## TASK TO COMPLETE
Whenever the string "known" appears in a line below, please copy the line out.

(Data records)

╭──

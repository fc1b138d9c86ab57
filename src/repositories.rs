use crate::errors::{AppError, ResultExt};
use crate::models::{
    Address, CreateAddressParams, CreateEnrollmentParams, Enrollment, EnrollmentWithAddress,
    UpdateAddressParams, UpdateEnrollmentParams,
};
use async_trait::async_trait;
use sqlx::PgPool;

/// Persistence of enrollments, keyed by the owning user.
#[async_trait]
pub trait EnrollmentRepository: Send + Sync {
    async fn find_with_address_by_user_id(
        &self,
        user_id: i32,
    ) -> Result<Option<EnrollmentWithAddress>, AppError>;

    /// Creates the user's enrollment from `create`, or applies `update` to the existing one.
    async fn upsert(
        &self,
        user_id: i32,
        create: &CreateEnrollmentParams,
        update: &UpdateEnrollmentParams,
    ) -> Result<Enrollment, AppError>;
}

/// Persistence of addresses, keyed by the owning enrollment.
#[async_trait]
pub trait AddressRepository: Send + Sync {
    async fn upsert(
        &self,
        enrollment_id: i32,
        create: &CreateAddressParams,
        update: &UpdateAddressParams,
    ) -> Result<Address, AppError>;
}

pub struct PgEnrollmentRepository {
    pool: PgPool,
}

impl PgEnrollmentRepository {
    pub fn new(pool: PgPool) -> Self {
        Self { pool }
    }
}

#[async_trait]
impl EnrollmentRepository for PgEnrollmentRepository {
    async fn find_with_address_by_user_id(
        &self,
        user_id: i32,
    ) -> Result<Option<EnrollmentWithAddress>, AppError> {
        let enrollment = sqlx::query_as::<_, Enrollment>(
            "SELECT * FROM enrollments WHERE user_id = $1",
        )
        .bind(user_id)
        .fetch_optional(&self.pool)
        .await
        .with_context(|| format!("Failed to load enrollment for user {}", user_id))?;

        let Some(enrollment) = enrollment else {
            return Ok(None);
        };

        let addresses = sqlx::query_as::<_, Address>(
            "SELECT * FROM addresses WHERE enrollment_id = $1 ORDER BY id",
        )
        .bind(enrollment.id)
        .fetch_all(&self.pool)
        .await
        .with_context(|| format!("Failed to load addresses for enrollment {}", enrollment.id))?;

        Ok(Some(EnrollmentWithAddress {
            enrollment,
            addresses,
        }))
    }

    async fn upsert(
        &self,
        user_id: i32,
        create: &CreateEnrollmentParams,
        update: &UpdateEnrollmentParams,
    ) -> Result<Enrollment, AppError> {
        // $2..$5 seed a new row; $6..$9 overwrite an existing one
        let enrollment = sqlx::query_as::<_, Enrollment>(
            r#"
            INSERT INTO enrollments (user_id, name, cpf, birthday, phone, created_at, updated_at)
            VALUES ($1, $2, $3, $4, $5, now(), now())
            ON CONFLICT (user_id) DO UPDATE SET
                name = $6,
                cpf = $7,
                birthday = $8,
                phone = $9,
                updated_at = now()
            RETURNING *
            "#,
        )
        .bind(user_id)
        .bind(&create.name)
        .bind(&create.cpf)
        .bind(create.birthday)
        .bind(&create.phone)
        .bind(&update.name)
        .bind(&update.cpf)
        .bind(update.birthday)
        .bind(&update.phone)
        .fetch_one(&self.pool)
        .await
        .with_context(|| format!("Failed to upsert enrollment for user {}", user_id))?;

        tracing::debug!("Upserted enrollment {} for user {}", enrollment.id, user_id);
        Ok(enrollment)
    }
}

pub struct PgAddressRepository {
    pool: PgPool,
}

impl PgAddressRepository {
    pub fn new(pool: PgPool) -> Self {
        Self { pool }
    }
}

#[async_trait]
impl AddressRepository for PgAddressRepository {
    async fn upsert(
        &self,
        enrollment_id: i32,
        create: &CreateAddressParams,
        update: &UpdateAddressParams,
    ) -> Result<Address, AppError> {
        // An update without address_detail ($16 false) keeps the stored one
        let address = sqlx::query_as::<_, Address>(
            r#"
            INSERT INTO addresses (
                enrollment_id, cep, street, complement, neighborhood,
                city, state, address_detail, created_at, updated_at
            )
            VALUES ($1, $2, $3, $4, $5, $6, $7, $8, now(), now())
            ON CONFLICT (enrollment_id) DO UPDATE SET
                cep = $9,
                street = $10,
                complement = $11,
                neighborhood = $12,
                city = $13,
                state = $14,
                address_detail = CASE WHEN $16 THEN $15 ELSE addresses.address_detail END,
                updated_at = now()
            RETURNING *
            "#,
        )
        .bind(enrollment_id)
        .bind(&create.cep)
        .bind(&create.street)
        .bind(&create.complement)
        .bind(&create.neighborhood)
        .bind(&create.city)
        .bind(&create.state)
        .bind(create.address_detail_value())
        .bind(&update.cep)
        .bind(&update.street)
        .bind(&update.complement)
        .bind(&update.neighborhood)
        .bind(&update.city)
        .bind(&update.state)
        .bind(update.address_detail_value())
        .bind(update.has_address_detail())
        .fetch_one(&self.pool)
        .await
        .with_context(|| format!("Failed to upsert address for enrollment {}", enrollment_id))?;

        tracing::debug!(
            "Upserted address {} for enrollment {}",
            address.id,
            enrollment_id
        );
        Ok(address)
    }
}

╰──
╭──

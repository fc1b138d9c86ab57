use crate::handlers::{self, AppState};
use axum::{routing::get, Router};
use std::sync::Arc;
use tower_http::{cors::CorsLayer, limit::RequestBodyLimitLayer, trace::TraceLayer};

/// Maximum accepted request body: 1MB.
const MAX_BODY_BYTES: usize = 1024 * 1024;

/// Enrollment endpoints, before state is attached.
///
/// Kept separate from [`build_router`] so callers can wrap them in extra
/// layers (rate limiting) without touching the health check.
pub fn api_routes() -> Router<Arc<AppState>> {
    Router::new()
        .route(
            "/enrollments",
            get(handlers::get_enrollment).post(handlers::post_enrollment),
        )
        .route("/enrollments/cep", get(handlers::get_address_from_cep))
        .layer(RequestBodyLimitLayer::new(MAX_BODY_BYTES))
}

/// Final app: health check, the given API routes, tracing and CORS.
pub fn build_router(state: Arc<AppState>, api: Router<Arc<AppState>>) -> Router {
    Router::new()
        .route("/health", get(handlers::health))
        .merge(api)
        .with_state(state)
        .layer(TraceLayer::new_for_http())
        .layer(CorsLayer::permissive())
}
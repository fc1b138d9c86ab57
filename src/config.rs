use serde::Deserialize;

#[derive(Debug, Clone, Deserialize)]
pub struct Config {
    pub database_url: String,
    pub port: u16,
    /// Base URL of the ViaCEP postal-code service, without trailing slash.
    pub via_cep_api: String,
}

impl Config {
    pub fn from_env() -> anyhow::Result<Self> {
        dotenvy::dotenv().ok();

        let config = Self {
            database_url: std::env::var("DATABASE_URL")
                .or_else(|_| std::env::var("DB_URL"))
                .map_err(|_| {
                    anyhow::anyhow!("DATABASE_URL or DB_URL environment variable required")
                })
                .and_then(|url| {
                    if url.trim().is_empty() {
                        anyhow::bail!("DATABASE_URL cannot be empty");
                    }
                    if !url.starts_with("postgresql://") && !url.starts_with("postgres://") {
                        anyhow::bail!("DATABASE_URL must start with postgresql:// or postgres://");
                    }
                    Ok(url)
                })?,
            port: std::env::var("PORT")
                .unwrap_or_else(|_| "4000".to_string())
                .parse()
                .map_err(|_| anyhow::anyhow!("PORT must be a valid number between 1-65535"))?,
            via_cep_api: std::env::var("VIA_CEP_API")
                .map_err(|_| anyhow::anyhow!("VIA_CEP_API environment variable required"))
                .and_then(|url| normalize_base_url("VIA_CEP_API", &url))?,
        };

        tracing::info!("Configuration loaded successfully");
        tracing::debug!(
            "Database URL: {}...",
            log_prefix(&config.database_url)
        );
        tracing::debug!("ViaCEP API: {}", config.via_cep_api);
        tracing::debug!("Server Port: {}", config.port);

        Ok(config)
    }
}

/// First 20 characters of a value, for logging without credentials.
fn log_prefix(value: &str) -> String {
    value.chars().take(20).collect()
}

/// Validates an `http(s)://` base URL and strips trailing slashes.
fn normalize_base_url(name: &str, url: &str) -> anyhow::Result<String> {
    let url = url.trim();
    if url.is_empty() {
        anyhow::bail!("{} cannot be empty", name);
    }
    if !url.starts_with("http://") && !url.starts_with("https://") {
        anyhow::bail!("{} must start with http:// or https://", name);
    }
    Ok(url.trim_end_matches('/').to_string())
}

╰──
╭──

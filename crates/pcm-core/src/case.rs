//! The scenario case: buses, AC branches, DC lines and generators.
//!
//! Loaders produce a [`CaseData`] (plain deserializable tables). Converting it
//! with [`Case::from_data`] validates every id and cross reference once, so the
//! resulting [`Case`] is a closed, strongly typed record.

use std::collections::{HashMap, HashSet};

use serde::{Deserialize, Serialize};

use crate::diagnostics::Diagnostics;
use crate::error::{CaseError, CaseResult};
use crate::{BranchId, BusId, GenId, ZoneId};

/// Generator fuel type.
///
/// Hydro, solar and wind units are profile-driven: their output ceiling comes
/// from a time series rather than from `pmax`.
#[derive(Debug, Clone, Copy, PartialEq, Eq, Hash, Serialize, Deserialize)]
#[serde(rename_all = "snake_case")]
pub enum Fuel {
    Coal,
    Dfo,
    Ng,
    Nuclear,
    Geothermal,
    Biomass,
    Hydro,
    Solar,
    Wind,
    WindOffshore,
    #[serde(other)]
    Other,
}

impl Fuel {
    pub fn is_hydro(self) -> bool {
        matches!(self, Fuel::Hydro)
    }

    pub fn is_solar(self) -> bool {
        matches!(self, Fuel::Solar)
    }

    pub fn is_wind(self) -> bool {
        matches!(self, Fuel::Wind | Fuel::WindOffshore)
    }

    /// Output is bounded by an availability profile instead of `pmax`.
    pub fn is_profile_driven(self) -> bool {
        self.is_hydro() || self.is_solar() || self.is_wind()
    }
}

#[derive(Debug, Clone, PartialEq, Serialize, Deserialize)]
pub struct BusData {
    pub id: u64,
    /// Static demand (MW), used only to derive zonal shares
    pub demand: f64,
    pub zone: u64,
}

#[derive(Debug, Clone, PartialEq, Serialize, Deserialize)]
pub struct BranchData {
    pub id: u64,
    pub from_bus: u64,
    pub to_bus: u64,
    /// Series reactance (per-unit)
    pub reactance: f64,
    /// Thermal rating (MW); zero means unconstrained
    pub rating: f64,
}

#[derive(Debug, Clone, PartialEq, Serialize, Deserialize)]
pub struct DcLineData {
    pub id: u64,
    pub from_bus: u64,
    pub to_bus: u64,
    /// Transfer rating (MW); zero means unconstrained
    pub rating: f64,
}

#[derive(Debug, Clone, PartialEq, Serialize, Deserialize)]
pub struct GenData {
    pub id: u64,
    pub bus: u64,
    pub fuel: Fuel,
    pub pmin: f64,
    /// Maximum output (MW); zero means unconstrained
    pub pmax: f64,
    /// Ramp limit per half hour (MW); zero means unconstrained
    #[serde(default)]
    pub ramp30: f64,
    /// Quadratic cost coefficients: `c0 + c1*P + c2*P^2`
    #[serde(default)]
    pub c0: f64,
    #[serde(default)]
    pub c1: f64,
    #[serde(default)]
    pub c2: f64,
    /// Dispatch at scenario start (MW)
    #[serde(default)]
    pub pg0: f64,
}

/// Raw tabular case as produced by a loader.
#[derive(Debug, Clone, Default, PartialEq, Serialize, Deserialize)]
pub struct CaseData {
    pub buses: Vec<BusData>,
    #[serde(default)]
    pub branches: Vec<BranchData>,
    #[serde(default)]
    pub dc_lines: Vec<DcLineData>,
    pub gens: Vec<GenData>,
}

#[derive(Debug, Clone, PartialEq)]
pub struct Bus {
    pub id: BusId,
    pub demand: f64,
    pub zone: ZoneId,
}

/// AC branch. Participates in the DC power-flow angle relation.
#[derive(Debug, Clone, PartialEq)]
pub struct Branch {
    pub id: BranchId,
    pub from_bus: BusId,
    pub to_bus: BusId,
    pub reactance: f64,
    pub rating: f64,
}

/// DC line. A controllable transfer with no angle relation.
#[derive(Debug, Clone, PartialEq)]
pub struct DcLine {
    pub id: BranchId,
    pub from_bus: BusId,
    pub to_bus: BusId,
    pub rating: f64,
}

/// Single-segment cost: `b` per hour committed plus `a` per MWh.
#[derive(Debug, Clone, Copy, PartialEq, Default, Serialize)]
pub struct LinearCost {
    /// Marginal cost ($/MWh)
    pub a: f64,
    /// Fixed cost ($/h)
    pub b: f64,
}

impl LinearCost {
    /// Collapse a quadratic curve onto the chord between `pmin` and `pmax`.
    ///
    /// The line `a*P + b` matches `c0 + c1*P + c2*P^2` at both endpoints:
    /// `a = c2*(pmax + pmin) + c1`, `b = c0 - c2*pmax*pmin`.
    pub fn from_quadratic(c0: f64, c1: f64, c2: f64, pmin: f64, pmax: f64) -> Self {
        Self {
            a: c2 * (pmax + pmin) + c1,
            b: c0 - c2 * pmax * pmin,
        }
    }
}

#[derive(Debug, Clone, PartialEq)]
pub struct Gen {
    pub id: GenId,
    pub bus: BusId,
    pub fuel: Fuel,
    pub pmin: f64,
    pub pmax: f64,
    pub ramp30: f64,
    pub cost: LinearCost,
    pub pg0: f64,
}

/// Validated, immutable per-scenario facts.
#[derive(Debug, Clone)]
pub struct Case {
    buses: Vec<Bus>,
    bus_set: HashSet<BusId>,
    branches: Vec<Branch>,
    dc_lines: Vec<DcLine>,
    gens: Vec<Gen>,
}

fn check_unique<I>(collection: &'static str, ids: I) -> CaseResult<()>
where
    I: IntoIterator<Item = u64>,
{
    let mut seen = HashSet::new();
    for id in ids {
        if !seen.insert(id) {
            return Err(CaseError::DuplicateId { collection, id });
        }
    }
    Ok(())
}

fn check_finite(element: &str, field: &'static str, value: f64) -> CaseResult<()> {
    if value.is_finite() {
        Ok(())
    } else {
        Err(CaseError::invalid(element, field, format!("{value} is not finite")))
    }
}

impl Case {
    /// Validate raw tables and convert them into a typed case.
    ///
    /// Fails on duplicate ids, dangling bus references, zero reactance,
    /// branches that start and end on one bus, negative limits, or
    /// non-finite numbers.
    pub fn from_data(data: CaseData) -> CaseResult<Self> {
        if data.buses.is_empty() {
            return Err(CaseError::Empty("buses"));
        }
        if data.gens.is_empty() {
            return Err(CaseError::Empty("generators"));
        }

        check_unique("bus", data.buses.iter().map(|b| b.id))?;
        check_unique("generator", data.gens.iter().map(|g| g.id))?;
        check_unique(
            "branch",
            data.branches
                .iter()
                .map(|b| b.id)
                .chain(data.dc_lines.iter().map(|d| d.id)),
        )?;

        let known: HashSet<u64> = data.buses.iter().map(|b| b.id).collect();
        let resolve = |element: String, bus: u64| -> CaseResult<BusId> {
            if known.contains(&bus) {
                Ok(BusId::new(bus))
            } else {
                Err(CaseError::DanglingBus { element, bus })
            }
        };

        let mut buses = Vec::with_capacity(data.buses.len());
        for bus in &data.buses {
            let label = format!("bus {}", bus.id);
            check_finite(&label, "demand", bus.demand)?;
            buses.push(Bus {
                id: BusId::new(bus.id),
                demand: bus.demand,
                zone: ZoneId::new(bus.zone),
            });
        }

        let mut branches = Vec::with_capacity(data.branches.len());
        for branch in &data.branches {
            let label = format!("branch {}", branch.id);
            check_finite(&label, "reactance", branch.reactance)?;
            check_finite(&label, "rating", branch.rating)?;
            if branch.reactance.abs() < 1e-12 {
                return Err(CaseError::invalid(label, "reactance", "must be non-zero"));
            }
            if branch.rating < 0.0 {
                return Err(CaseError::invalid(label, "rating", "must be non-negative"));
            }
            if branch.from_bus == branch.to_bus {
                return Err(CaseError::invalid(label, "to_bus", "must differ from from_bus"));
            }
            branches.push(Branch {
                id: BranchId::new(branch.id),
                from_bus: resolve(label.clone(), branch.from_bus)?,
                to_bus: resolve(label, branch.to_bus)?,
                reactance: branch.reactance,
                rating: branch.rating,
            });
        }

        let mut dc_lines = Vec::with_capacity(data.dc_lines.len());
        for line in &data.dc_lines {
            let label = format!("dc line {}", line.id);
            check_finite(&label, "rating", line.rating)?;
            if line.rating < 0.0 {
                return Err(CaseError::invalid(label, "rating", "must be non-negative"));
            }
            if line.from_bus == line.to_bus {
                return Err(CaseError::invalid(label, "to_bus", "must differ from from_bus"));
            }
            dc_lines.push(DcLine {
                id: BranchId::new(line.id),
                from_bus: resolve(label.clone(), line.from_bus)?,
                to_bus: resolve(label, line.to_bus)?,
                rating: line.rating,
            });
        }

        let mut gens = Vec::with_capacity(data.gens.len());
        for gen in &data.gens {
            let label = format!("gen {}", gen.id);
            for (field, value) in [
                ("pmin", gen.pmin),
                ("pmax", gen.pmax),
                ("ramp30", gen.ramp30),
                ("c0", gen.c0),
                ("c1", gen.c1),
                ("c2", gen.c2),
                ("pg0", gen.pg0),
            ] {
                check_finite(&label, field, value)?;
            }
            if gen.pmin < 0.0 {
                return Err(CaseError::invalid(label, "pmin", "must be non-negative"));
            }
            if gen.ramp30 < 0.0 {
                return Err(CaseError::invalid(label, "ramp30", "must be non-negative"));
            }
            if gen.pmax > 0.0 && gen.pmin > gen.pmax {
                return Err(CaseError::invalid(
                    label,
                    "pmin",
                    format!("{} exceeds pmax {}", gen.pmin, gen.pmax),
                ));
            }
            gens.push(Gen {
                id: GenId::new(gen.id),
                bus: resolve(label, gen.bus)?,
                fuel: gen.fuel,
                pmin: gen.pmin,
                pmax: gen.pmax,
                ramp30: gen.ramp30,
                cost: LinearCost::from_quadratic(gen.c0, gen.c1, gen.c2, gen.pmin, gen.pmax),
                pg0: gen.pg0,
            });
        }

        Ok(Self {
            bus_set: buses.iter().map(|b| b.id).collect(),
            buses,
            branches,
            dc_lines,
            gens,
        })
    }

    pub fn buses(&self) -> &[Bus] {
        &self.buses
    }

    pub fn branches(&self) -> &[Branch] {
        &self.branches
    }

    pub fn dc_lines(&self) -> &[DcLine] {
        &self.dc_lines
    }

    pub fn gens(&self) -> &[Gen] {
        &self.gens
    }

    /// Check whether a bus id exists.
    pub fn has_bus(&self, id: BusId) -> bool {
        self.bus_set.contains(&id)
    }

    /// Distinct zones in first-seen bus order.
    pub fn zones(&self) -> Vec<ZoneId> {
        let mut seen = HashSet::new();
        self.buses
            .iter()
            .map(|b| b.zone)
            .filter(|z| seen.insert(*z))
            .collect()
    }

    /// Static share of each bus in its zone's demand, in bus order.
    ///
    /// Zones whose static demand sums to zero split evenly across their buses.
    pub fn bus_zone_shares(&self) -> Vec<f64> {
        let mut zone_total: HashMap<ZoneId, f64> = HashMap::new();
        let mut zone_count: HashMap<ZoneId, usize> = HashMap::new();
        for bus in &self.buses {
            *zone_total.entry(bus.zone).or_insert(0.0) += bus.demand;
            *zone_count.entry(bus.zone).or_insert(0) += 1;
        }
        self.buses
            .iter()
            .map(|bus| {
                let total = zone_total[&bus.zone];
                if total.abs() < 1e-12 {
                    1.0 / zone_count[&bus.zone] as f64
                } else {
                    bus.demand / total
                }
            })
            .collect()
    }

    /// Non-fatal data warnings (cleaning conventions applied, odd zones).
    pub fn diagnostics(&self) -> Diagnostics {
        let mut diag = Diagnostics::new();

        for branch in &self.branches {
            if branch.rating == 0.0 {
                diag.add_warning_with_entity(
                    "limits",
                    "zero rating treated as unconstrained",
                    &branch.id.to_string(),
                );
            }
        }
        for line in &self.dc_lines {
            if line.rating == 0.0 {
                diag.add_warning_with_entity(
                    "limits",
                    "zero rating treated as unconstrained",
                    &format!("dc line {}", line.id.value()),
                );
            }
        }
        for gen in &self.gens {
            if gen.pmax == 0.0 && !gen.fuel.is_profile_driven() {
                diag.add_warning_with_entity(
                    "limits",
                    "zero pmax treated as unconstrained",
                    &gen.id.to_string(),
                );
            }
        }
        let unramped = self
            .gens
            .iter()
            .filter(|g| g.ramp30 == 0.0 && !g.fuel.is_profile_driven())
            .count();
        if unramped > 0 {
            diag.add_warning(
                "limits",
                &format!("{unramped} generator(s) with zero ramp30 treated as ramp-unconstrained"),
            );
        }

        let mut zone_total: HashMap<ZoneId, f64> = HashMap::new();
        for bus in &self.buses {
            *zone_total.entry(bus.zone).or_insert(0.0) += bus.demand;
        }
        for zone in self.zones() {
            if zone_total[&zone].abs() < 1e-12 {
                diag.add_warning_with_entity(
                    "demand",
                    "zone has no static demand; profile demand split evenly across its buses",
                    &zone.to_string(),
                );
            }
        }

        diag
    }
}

╰──

## TASK SOLUTION
        let known: HashSet<u64> = data.buses.iter().map(|b| b.id).collect();
            if known.contains(&bus) {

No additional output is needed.